はじまり、そしておわりの日

独白:浅井京子

 アタシには幼馴染がいた。

 別々の高校に進んで離れるまで、かれこれ十年間ずっと一緒にバカやって過ごしていた。

 高校に入学して半年が過ぎた頃、ふと幼馴染のことを思い出した。それだけで自然と笑みが零れて、胸が暖かくなる。と同時に、寂しさも覚えた。なぜか急に会いたくもなった。

 それからというもの、記憶にある幼馴染の笑顔や声が事あるごとによみがえってくる。
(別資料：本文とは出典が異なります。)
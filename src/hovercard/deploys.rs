use chrono::{DateTime, Utc};
use serde::Serialize;
use std::collections::HashSet;

use crate::sentry::Deploy;

pub const MAX_DISPLAYED_ENVIRONMENTS: usize = 3;

/// Environment name to the finish time of the first deploy seen for it.
///
/// Iteration follows first occurrence in the raw deploy list. A later deploy
/// to an environment already present is ignored even if it finished more
/// recently.
#[derive(Debug, Clone, Default, PartialEq, Serialize)]
pub struct EnvironmentDeployIndex {
    entries: Vec<(String, Option<DateTime<Utc>>)>,
}

impl EnvironmentDeployIndex {
    pub fn from_deploys(deploys: &[Deploy]) -> Self {
        let mut seen: HashSet<&str> = HashSet::new();
        let entries = deploys
            .iter()
            .filter(|deploy| seen.insert(deploy.environment.as_str()))
            .map(|deploy| (deploy.environment.clone(), deploy.date_finished))
            .collect();
        Self { entries }
    }

    /// Outer `None` when the environment was never deployed to.
    pub fn get(&self, environment: &str) -> Option<Option<DateTime<Utc>>> {
        self.entries
            .iter()
            .find(|(env, _)| env == environment)
            .map(|(_, date)| *date)
    }

    pub fn len(&self) -> usize {
        self.entries.len()
    }

    pub fn is_empty(&self) -> bool {
        self.entries.is_empty()
    }

    pub fn iter(&self) -> impl Iterator<Item = (&str, Option<DateTime<Utc>>)> {
        self.entries.iter().map(|(env, date)| (env.as_str(), *date))
    }

    /// The first `limit` environments, in index order.
    pub fn recent(&self, limit: usize) -> impl Iterator<Item = (&str, Option<DateTime<Utc>>)> {
        self.iter().take(limit)
    }
}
始めはひたすらにわずらわしく感じた。しゃしゃり出てくんな、鬱陶うっとうしい奴だなと毒を吐いたりもした。

 そんな状態が数日続いたある日、ようやく気づいた。


 ――その気持ちが、『恋』というものであることに。


 他者はおろか自身の気持ちにすらうとかったアタシは、気づくのがあまりにも遅すぎた。

 それでもかたくなに会いに行くことはなく、ただ想いだけがつのっていく。その後も耐えに耐えたが……とうとう我慢が限界に達し、電話をしてしまった。丁度暇過ぎて死にそうだったらしく、家も近いのだからとすぐに近所の公園で会うことになった。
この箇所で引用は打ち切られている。